Je ne m’explique pas bien cette fascination, pour être franc. La vision tangible de notre insignifiance et de notre importance, peut-être. La regarder laisse au moins une certitude: nous avons, individuellement et collectivement, une responsabilité devant nos choix. Nous sommes peu de choses, perdus sur un bout de caillou. Depuis l’apparition de l’homme, on estime à 100 milliards le nombre d’Homo Sapiens qui ont vécu sur cette tête d’épingle couleur océan pacifique, et nous sommes sans doute en train de provoquer une extinction biologique  massive. La sixième, depuis plusieurs milliards d’années. La première provoquée par l’avidité et la bêtise. Et il est plus que probable que ceux qui l’ont provoqué (les ultra-riches, les nantis, les dictateurs et ceux qui profitent du capitalisme, en particulier) seront ceux qui paieront le moins de conséquences du bouleversement en cours. Reste à lutter pour remettre de l’intelligence, de la justice et de la décence dans la marche du monde, même si on n’en verra peut-être rien de notre vivant. Au boulot, les amis, il y a des pénibles et des imbéciles à calmer et de belles choses à construire…
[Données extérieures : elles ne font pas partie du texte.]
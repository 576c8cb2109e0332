//! services/api/src/adapters/payments.rs
//!
//! This module contains the sandbox payment processor. It implements the
//! `PaymentProcessor` port from the `core` crate without contacting a real
//! gateway, so checkout can be exercised end to end in development.

use async_trait::async_trait;
use chrono::{DateTime, Months, Utc};
use learnhub_core::domain::{
    BillingAddress, BillingInterval, PaymentCard, Plan, Subscription, SubscriptionStatus,
};
use learnhub_core::ports::{PaymentProcessor, PortError, PortResult};
use tracing::{info, warn};
use uuid::Uuid;

/// Card numbers ending in these digits are always declined.
pub const DECLINED_CARD_SUFFIX: &str = "0002";

//=========================================================================================
// The Main Adapter Struct
//=========================================================================================

/// A payment processor that approves every card except the test decline card.
#[derive(Clone, Default)]
pub struct SandboxPaymentAdapter;

impl SandboxPaymentAdapter {
    pub fn new() -> Self {
        Self
    }
}

/// The renewal date one billing interval after `started_at`.
pub fn renewal_date(started_at: DateTime<Utc>, interval: BillingInterval) -> PortResult<DateTime<Utc>> {
    let months = match interval {
        BillingInterval::Monthly => Months::new(1),
        BillingInterval::Yearly => Months::new(12),
    };
    started_at
        .checked_add_months(months)
        .ok_or_else(|| PortError::Unexpected("Renewal date out of range".to_string()))
}

//=========================================================================================
// `PaymentProcessor` Trait Implementation
//=========================================================================================

#[async_trait]
impl PaymentProcessor for SandboxPaymentAdapter {
    async fn create_subscription(
        &self,
        user_id: Uuid,
        plan: &Plan,
        billing: &BillingAddress,
        card: &PaymentCard,
        amount_cents: u64,
    ) -> PortResult<Subscription> {
        let digits: String = card.number.chars().filter(char::is_ascii_digit).collect();
        if digits.ends_with(DECLINED_CARD_SUFFIX) {
            warn!(
                "Sandbox declined card ending {} for user {}",
                card.last4(),
                user_id
            );
            return Err(PortError::Declined("Your card was declined".to_string()));
        }

        let started_at = Utc::now();
        let subscription = Subscription {
            id: Uuid::new_v4(),
            user_id,
            plan_id: plan.id,
            status: SubscriptionStatus::Active,
            amount_cents,
            started_at,
            renews_at: renewal_date(started_at, plan.interval)?,
        };
        info!(
            "Sandbox charged {} cents for plan '{}' ({}) billed to {}",
            amount_cents, plan.name, subscription.id, billing.full_name
        );
        Ok(subscription)
    }
}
Nul homme n’est seul, isolé, coupé du continent humain. Qu’une simple motte de terre, tout une falaise, un terrain à toi ou à un ami soit emporté par la mer et c’est l’Europe entière qui en est amoindrie. La mort d’un seul homme nous diminue tous, nous, les composants du genre humain. Ne demande donc jamais pour qui sonne le glas : il sonne pour toi.

John Donne, Devotions upon Emergent Occasions, 1624


 

Crédits photo: Nasa, 1990, modifié.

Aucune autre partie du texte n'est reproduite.